12-го я узнал, что Камис – тот маньема, который отправился, якобы для моей пользы, расчищать мне путь на восток и заводить дружелюбные сношения с туземцами, не успел выполнить этой миссии благодаря своему скверному обращению с местным населением, и претерпел там всякие неудачи, что жители восточного Ибуири нападали на него и убили двоих из его спутников. Я послал человека сказать ему, чтобы он возвращался скорее.
Блохи здесь в таком несносном количестве, что я принужден был поставить свою палатку среди улицы, чтобы можно было спать.
13 ноября, обходя нашу походную деревню и осматривая, в каком положении люди, я был поражен усердием, с которым они предавались еде. Почти каждый человек или толок в ступе кукурузу, или растирал в муку сушеные бананы, или просто сидел с полным ртом и сосредоточенно жевал что-то своими чудесными белыми зубами, стараясь нагнать потерянное за время вынужденного поста в сентябре, октябре и ноябре.
Камис воротился 14-го числа и пригнал откуда-то большое стадо коз. Он был настолько любезен, что и нам пожертвовал шестнадцать штук. Это навело нас на подозрение, что он, отправляясь в поход, имел в виду вовсе не нам оказывать услуги, а с нашей помощью распространить далее на восток владения своего хозяина Измаилии и превратить окрестности Ибуири в такую же пустыню, как, например, окрестности Ипото.
Но, хотя он для этой цели имел с собой совершенно достаточное число вооруженных людей собственная, его глупая жадность испортила все дело, так что он по своей же неосторожности потерял троих товарищей, сраженных ядовитыми стрелами.
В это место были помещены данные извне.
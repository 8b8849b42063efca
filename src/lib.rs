pub mod config;
pub mod defaults;
pub mod error;
pub mod git;
pub mod github;
pub mod inventory;
pub mod issues;
pub mod manifest;
pub mod models;
pub mod orchestrator;
pub mod publish;
pub mod registry;

pub use error::{Result, SyncError};

/// Sent with every HTTP request
pub const USER_AGENT: &str = concat!("composer-sync/", env!("CARGO_PKG_VERSION"));
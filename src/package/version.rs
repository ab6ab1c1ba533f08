//! A single package version as described by a Pipfile or Pipfile.lock entry

use std::cell::OnceCell;
use std::cmp::Ordering;
use std::fmt;
use std::sync::Arc;

use indexmap::IndexMap;
use pep508_rs::pep440_rs::VersionSpecifiers;
use semver::Version;
use serde::{Deserialize, Serialize};
use tracing::{debug, warn};

use crate::config::{LOCKED_PREFIX, NEGATED_PREFIX};
use crate::package::entry::{DetailedManifestEntry, LockEntry, ManifestEntry};
use crate::package::error::PackageError;
use crate::package::model::PersistedPackage;
use crate::package::semver::{
    parse_semantic_version, parse_version_specification, specification_contains,
};
use crate::source::{PackageSource, SourceRegistry};

/// A package version of an application stack
///
/// The parsed semantic version and version specification are computed on
/// first use and cached. `version` is only changed through methods that
/// drop both caches.
#[derive(Debug, Clone)]
pub struct PackageVersion {
    name: String,
    version: String,
    develop: bool,
    index: Option<Arc<PackageSource>>,
    hashes: Vec<String>,
    markers: Option<String>,
    semantic_version: OnceCell<Version>,
    version_spec: OnceCell<VersionSpecifiers>,
}

/// Constructor-relevant fields of a [`PackageVersion`], without cached state
#[derive(Debug, Clone, PartialEq, Eq, Serialize, Deserialize)]
pub struct PackageVersionRecord {
    pub name: String,
    pub version: String,
    pub develop: bool,
    pub index: Option<PackageSource>,
    pub hashes: Vec<String>,
    pub markers: Option<String>,
}

impl PackageVersion {
    pub fn new(name: impl Into<String>, version: impl Into<String>, develop: bool) -> Self {
        Self {
            name: name.into(),
            version: version.into(),
            develop,
            index: None,
            hashes: Vec::new(),
            markers: None,
            semantic_version: OnceCell::new(),
            version_spec: OnceCell::new(),
        }
    }

    pub fn with_index(mut self, index: Arc<PackageSource>) -> Self {
        self.index = Some(index);
        self
    }

    pub fn with_hashes(mut self, hashes: Vec<String>) -> Self {
        self.hashes = hashes;
        self
    }

    pub fn with_markers(mut self, markers: impl Into<String>) -> Self {
        self.markers = Some(markers.into());
        self
    }

    /// Construct a package version from its Pipfile entry
    pub fn from_manifest_entry(
        name: &str,
        entry: ManifestEntry,
        develop: bool,
        sources: &SourceRegistry,
    ) -> Result<Self, PackageError> {
        debug!("Parsing entry in Pipfile for package {}: {:?}", name, entry);

        let (version, index_name, markers) = match entry {
            ManifestEntry::Bare(version) => (version, None, None),
            ManifestEntry::Detailed(detailed) => {
                if let Some(vcs) = detailed.vcs() {
                    return Err(PackageError::UnsupportedConfiguration(format!(
                        "Package {} uses a version control system ({}) instead of package index",
                        name, vcs
                    )));
                }

                let DetailedManifestEntry {
                    version,
                    index,
                    markers,
                    extra,
                } = detailed;

                let version = version.ok_or_else(|| {
                    PackageError::Parse(format!(
                        "Package {} has no version configured in the Pipfile entry",
                        name
                    ))
                })?;

                if !extra.is_empty() {
                    warn!("Unparsed part of Pipfile for package {}: {:?}", name, extra);
                }

                (version, index, markers)
            }
        };

        let index = sources.resolve_index(name, index_name.as_deref())?;

        Ok(Self {
            index,
            markers,
            ..Self::new(name, version, develop)
        })
    }

    /// Construct a package version from its Pipfile.lock entry
    pub fn from_lock_entry(
        name: &str,
        entry: LockEntry,
        develop: bool,
        sources: &SourceRegistry,
    ) -> Result<Self, PackageError> {
        debug!("Parsing entry in Pipfile.lock for package {}: {:?}", name, entry);

        if entry.version.is_empty() || entry.hashes.is_empty() {
            return Err(PackageError::Parse(format!(
                "Package {} has missing or empty configuration in the locked entry: {:?}",
                name, entry
            )));
        }

        let LockEntry {
            version,
            hashes,
            markers,
            index,
            extra,
        } = entry;

        let index = sources.resolve_index(name, index.as_deref())?;

        if !extra.is_empty() {
            warn!(
                "Unused entries when parsing Pipfile.lock for package {}: {:?}",
                name, extra
            );
        }

        Ok(Self {
            index,
            hashes,
            markers,
            ..Self::new(name, version, develop)
        })
    }

    /// Construct a package version from a persisted resolution result
    ///
    /// Persisted results carry no hashes; the index is known by its URL only.
    pub fn from_persisted_model<M: PersistedPackage + ?Sized>(model: &M, develop: bool) -> Self {
        Self::new(model.package_name(), model.package_version(), develop)
            .with_index(Arc::new(PackageSource::from_url(model.index_url())))
    }

    pub fn from_record(record: PackageVersionRecord) -> Self {
        Self {
            index: record.index.map(Arc::new),
            hashes: record.hashes,
            markers: record.markers,
            ..Self::new(record.name, record.version, record.develop)
        }
    }

    pub fn name(&self) -> &str {
        &self.name
    }

    pub fn version(&self) -> &str {
        &self.version
    }

    pub fn develop(&self) -> bool {
        self.develop
    }

    pub fn index(&self) -> Option<&Arc<PackageSource>> {
        self.index.as_ref()
    }

    pub fn hashes(&self) -> &[String] {
        &self.hashes
    }

    pub fn markers(&self) -> Option<&str> {
        self.markers.as_deref()
    }

    /// Replace the version, dropping cached parse results
    pub fn set_version(&mut self, version: impl Into<String>) {
        self.version = version.into();
        self.invalidate_caches();
    }

    fn invalidate_caches(&mut self) {
        self.semantic_version = OnceCell::new();
        self.version_spec = OnceCell::new();
    }

    /// Check if the package is locked to a specific version
    pub fn is_locked(&self) -> bool {
        self.version.starts_with(LOCKED_PREFIX)
    }

    /// Locked version without the `==` prefix
    pub fn locked_version(&self) -> Result<&str, PackageError> {
        self.version.strip_prefix(LOCKED_PREFIX).ok_or_else(|| {
            PackageError::Internal(format!(
                "Requested locked version for {} but package has no locked version {}",
                self.name, self.version
            ))
        })
    }

    /// Semantic version of the locked version
    pub fn semantic_version(&self) -> Result<&Version, PackageError> {
        if let Some(version) = self.semantic_version.get() {
            return Ok(version);
        }

        if !self.is_locked() {
            return Err(PackageError::Internal(format!(
                "Cannot get semantic version for not-locked package {} in version {}",
                self.name, self.version
            )));
        }

        let parsed = parse_semantic_version(self.locked_version()?, Some(&self.name));
        Ok(self.semantic_version.get_or_init(|| parsed))
    }

    /// Version specification parsed from the (possibly unlocked) version
    pub fn version_specification(&self) -> Result<&VersionSpecifiers, PackageError> {
        if let Some(spec) = self.version_spec.get() {
            return Ok(spec);
        }

        let parsed = parse_version_specification(&self.version)?;
        Ok(self.version_spec.get_or_init(|| parsed))
    }

    /// Check whether a candidate release satisfies this package's version specification
    pub fn satisfies(&self, candidate: &str) -> Result<bool, PackageError> {
        specification_contains(self.version_specification()?, candidate)
    }

    /// Turn the locked version into its negation (`==1.2.3` -> `!1.2.3`)
    ///
    /// Used to exclude a specific release when re-resolving.
    pub fn negate_version(&mut self) -> Result<(), PackageError> {
        let Some(locked) = self.version.strip_prefix(LOCKED_PREFIX) else {
            return Err(PackageError::Internal(format!(
                "Negating version on non-locked package {} with version {} is not supported",
                self.name, self.version
            )));
        };

        let negated = format!("{}{}", NEGATED_PREFIX, locked);
        self.set_version(negated);
        Ok(())
    }

    /// Independent copy for branching during resolution
    pub fn duplicate(&self) -> Self {
        Self {
            index: self.index.clone(),
            hashes: self.hashes.clone(),
            markers: self.markers.clone(),
            ..Self::new(self.name.clone(), self.version.clone(), self.develop)
        }
    }

    /// Compare two versions of the same package by semantic version
    pub fn try_cmp(&self, other: &Self) -> Result<Ordering, PackageError> {
        if self.name != other.name {
            return Err(PackageError::Validation(format!(
                "Comparing package versions of different package - {} and {}",
                self.name, other.name
            )));
        }

        Ok(self.semantic_version()?.cmp(other.semantic_version()?))
    }

    pub fn try_lt(&self, other: &Self) -> Result<bool, PackageError> {
        Ok(self.try_cmp(other)? == Ordering::Less)
    }

    pub fn try_gt(&self, other: &Self) -> Result<bool, PackageError> {
        Ok(self.try_cmp(other)? == Ordering::Greater)
    }

    /// Create the entry as stored in Pipfile.lock
    pub fn to_lock_entry(&self) -> Result<IndexMap<String, LockEntry>, PackageError> {
        debug!("Generating Pipfile.lock entry for package {}", self.name);

        if !self.is_locked() {
            return Err(PackageError::Internal(format!(
                "Trying to generate Pipfile.lock with package {} not correctly locked: {}",
                self.name, self.version
            )));
        }

        let entry = LockEntry {
            version: self.version.clone(),
            hashes: self.hashes.clone(),
            markers: self.markers.clone(),
            index: self.index.as_ref().map(|source| source.name.clone()),
            extra: IndexMap::new(),
        };

        Ok(IndexMap::from([(self.name.clone(), entry)]))
    }

    /// Create the entry as stated in Pipfile
    pub fn to_manifest_entry(&self) -> IndexMap<String, ManifestEntry> {
        debug!("Generating Pipfile entry for package {}", self.name);

        let entry = if self.index.is_none() && self.markers.is_none() {
            ManifestEntry::Bare(self.version.clone())
        } else {
            ManifestEntry::Detailed(DetailedManifestEntry {
                version: Some(self.version.clone()),
                index: self.index.as_ref().map(|source| source.name.clone()),
                markers: self.markers.clone(),
                extra: IndexMap::new(),
            })
        };

        IndexMap::from([(self.name.clone(), entry)])
    }

    pub fn to_record(&self) -> PackageVersionRecord {
        PackageVersionRecord {
            name: self.name.clone(),
            version: self.version.clone(),
            develop: self.develop,
            index: self.index.as_deref().cloned(),
            hashes: self.hashes.clone(),
            markers: self.markers.clone(),
        }
    }

    /// Identity of a locked package: name, locked version and index URL
    pub fn to_tuple(&self) -> Result<(&str, &str, Option<&str>), PackageError> {
        Ok((self.name.as_str(), self.locked_version()?, self.index_url()))
    }

    pub fn to_tuple_locked(&self) -> Result<(&str, &str, Option<&str>), PackageError> {
        self.to_tuple()
    }

    fn index_url(&self) -> Option<&str> {
        self.index.as_ref().map(|source| source.url.as_str())
    }
}

impl PartialEq for PackageVersion {
    fn eq(&self, other: &Self) -> bool {
        self.name == other.name
            && self.version == other.version
            && self.index_url() == other.index_url()
    }
}

impl Eq for PackageVersion {}

impl fmt::Display for PackageVersion {
    fn fmt(&self, f: &mut fmt::Formatter<'_>) -> fmt::Result {
        write!(f, "{}{}", self.name, self.version)
    }
}
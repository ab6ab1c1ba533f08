//! Package versions of an application stack
//!
//! # Modules
//!
//! - [`version`]: the `PackageVersion` entity and its Pipfile / Pipfile.lock conversions
//! - [`entry`]: boundary shapes of Pipfile and Pipfile.lock entries
//! - [`semver`]: semantic version and version specification parsing
//! - [`model`]: persisted resolution results
//! - [`error`]: error type shared by the package layer

pub mod entry;
pub mod error;
pub mod model;
pub mod semver;
pub mod version;

pub use entry::{DetailedManifestEntry, LockEntry, ManifestEntry};
pub use error::PackageError;
pub use model::{PackageVersionModel, PersistedPackage};
pub use version::{PackageVersion, PackageVersionRecord};
use serde::Deserialize;
use std::path::PathBuf;

// =============================================================================
// Version string constants
// =============================================================================

/// Prefix marking a version locked to an exact release (`==1.2.3`)
pub const LOCKED_PREFIX: &str = "==";

/// Prefix of a negated locked version (`!1.2.3`)
pub const NEGATED_PREFIX: &str = "!";

/// Version specifier accepting any release
pub const ANY_VERSION: &str = "*";

/// Keys of a Pipfile entry pointing at a version control system instead of an index
pub const VCS_KEYS: [&str; 4] = ["git", "hg", "bzr", "svn"];

/// Environment variable holding the tracing filter directive
pub const LOG_ENV_VAR: &str = "PIPENV_PACKAGE_LOG";

/// Default log level used when no filter is configured
pub const DEFAULT_LOG_LEVEL: &str = "info";

/// Logging configuration structure
#[derive(Debug, Clone, Deserialize, PartialEq)]
#[serde(default, rename_all = "camelCase")]
pub struct LogConfig {
    /// Filter directive (e.g. `info`, `pipenv_package=debug`)
    pub level: String,
    pub format: LogFormat,
    /// Write logs to [`log_path`] instead of stderr
    pub file: bool,
}

impl LogConfig {
    /// Parse a JSON logging configuration, using defaults for missing fields
    pub fn from_json(content: &str) -> Result<Self, serde_json::Error> {
        serde_json::from_str(content)
    }
}

impl Default for LogConfig {
    fn default() -> Self {
        Self {
            level: DEFAULT_LOG_LEVEL.to_string(),
            format: LogFormat::default(),
            file: false,
        }
    }
}

/// Output format of log records
#[derive(Debug, Clone, Copy, Deserialize, Default, PartialEq, Eq)]
#[serde(rename_all = "lowercase")]
pub enum LogFormat {
    #[default]
    Text,
    Json,
}

/// Returns the path to the data directory for pipenv-package, which holds the
/// log file written when file logging is enabled.
/// Uses $XDG_DATA_HOME/pipenv-package if XDG_DATA_HOME is set,
/// otherwise falls back to ~/.local/share/pipenv-package,
/// or ./pipenv-package if neither is available.
pub fn data_dir() -> PathBuf {
    data_dir_with_env(std::env::var("XDG_DATA_HOME").ok(), dirs::home_dir())
}

/// Returns the path to the log file.
pub fn log_path() -> PathBuf {
    data_dir().join("pipenv-package.log")
}

fn data_dir_with_env(xdg_data_home: Option<String>, home_dir: Option<PathBuf>) -> PathBuf {
    let data_dir = xdg_data_home
        .map(PathBuf::from)
        .or_else(|| home_dir.map(|home| home.join(".local/share")))
        .unwrap_or_else(|| PathBuf::from("."));

    data_dir.join("pipenv-package")
}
Как только где-нибудь встречалось стадо коз, Камис мигом забывал свои мирные обязанности, посылал своих маньемов ловить их, а наших людей удерживал при себе. Вследствие такого маневра наши люди вернулись целые и невредимые и ни разу не были замешаны в эти хищнические набеги. Возвращаясь в нашу деревню и крепко досадуя на потерю троих наилучших и наиболее энергичных своих товарищей, Камис повстречал на дороге Борио и, не говоря ни слова, схватил его и взял в плен.
Потом, придя на место, он распорядился, чтобы вождя немедленно удавили в отместку за гибель его людей. Я, случайно узнав об этом, тотчас послал стражу, чтобы насильно отнять Борио у Камиса, спрятал его до времени в хижине и велел сидеть смирно, покуда Камис не уйдет восвояси.
Мы отдыхали и роскошничали. Съестных припасов оказалось здесь такое множество, что мы спокойно могли бы остаться тут на полгода, не рискуя голодать.
Я уже начинал замечать перемену в нас самих и в подчиненных. В лагере стало шумнее, и раза два я слышал попытку спеть песню. Однако голос еще был надорванный, и пение отложили до более благоприятного времени.
16 ноября в 3 часа пополудни явился мистер Джефсон, блистательно исполнивший возложенное на него поручение. Как видно из его письма, он в течение семи дней успел дойти до капитана Нельсона и вернуться вместе с ним в Ипото, пройдя в оба конца около 160 км. Судя по письму Нельсона, он попал из огня да в полымя, и среди всеобщего благоденствия в Ипото ему немногим было легче, чем на голодной стоянке.
На другой день Камис и его маньемы, не простившись, ушли домой. Я написал письмо нашим офицерам и послал его в Ипото, а награбленную Камисом слоновую кость и подаренные ему ткани отправил вслед за ним в Индекару, где маньемы могли достать себе носильщиков из подвластных им туземцев.